Interactions of hemoglobin with hydrogen peroxide alters thiol levels and course of endothelial cell death

We investigated cellular injury and death induced by ultrapure human Hb (HbA(0)) and its diaspirin cross-linked derivative DBBF-Hb in normal and glutathione (GSH)-depleted bovine aortic endothelial cells subjected to hydrogen peroxide (H2O2). HbA(0) underwent extensive degradation and heme loss, whereas DBBF-Hb persisted longer in its ferryl (Fe4+) form. The formation of ferryl HbA(0) or ferryl DBBF-Hb was associated with a significant decrease in endothelial cell GSH compared with the addition of H2O2 or Hbs alone. This effect was inhibited by catalase, but not by superoxide dismutase or deferoxamine mesylate. The presence of HbA(0) and DBBF-Hb reduced H2O2-induced apoptosis, as measured by cell morphology, annexin V binding assay, and caspase inhibition, consistent with the ability to consume H2O2 in an enzyme-like fashion.
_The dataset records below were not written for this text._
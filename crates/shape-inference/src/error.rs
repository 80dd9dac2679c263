// Copyright (c) 2025 Dimitris Kafetzis
//
// Licensed under the MIT License.
// See LICENSE file in the project root for full license information.
//
// SPDX-License-Identifier: MIT

//! Connection and propagation errors.

use layer_spec::{LayerKind, TargetShape};
use model_graph::NodeId;
use tensor_shape::Shape;

/// Why a connection between two layers is not legal.
#[derive(Debug, Clone, PartialEq, Eq, thiserror::Error)]
pub enum ConnectionError {
    /// The target kind takes no input (data sources, the train trigger).
    #[error("{kind} cannot be the target of a connection")]
    NotATarget { kind: LayerKind },

    /// The shape coming out of the source is not known.
    #[error("unresolved input shape: the output of the {source_kind} layer is unknown")]
    UnresolvedSourceShape { source_kind: LayerKind },

    /// The source rank is not one the target accepts.
    #[error("{target} expects a {expected} input, but {source_kind} outputs {shape} ({rank}D)")]
    RankMismatch {
        source_kind: LayerKind,
        target: LayerKind,
        expected: String,
        rank: usize,
        shape: Shape,
    },

    /// A dense layer fed by a non-2D source; a flatten layer fixes it.
    #[error("{target} expects a 2D input, but {source_kind} outputs {shape} ({rank}D); insert a flatten layer")]
    NeedsFlatten {
        source_kind: LayerKind,
        target: LayerKind,
        rank: usize,
        shape: Shape,
    },

    /// The reshape target does not hold the same number of elements.
    #[error("cannot reshape {input} to {target}: {} input elements vs {} target elements",
        count_text(.input_elements), count_text(.target_elements))]
    ReshapeMismatch {
        input: Shape,
        target: TargetShape,
        input_elements: Option<usize>,
        target_elements: Option<usize>,
    },

    /// A sliding window shrank an axis to nothing.
    #[error("{kind} turns {input} into {output}: the window is larger than the input")]
    CollapsedShape {
        kind: LayerKind,
        input: Shape,
        output: Shape,
    },
}

fn count_text(count: &Option<usize>) -> String {
    count.map_or_else(|| "unknown".to_string(), |c| c.to_string())
}

fn join_ids(ids: &[NodeId]) -> String {
    ids.iter()
        .map(NodeId::as_str)
        .collect::<Vec<_>>()
        .join(", ")
}

/// An automatic graph edit that resolves a connection error.
#[derive(Debug, Clone, Copy, PartialEq, Eq, serde::Serialize)]
#[serde(rename_all = "kebab-case")]
pub enum Remediation {
    /// Insert a flatten layer between source and target.
    InsertFlatten,
}

impl ConnectionError {
    /// The suggested fix, if there is a canonical one.
    pub fn remediation(&self) -> Option<Remediation> {
        match self {
            Self::NeedsFlatten { .. } => Some(Remediation::InsertFlatten),
            _ => None,
        }
    }
}

/// Problems with the graph as a whole, found during propagation.
#[derive(Debug, Clone, PartialEq, Eq, thiserror::Error)]
pub enum GraphIssue {
    /// Nothing seeds propagation.
    #[error("no data source: add an MNIST or CSV data node")]
    NoDataSource,

    /// The edges form a cycle; shapes along it are partial.
    #[error("the graph contains a cycle through: {}", join_ids(.0))]
    CyclicGraph(Vec<NodeId>),
}

#[cfg(test)]
mod tests {
    use super::*;

    #[test]
    fn test_remediation_only_for_flatten() {
        let shape = Shape::batched(&[24, 24, 8]);
        let flatten = ConnectionError::NeedsFlatten {
            source_kind: LayerKind::Conv2d,
            target: LayerKind::Dense,
            rank: 4,
            shape: shape.clone(),
        };
        assert_eq!(flatten.remediation(), Some(Remediation::InsertFlatten));

        let rank = ConnectionError::RankMismatch {
            source_kind: LayerKind::Dense,
            target: LayerKind::Lstm,
            expected: "3D".into(),
            rank: 2,
            shape,
        };
        assert_eq!(rank.remediation(), None);
    }

    #[test]
    fn test_messages() {
        let err = ConnectionError::ReshapeMismatch {
            input: Shape::batched(&[9216]),
            target: TargetShape::new(vec![Some(50), Some(50)]),
            input_elements: Some(9216),
            target_elements: Some(2500),
        };
        assert_eq!(
            err.to_string(),
            "cannot reshape [None, 9216] to (50, 50): 9216 input elements vs 2500 target elements"
        );
        let issue = GraphIssue::CyclicGraph(vec!["a".into(), "b".into()]);
        assert!(issue.to_string().ends_with("a, b"));
    }
}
However, the pattern of cell death and injury produced by HbA(0) and DBBF-Hb appeared to be distinctly different among proteins as well as among cells with and without GSH. These findings may have important implications for the use of cell-free Hb as oxygen therapeutics in patients with coexisting pathologies who may lack antioxidant protective mechanisms.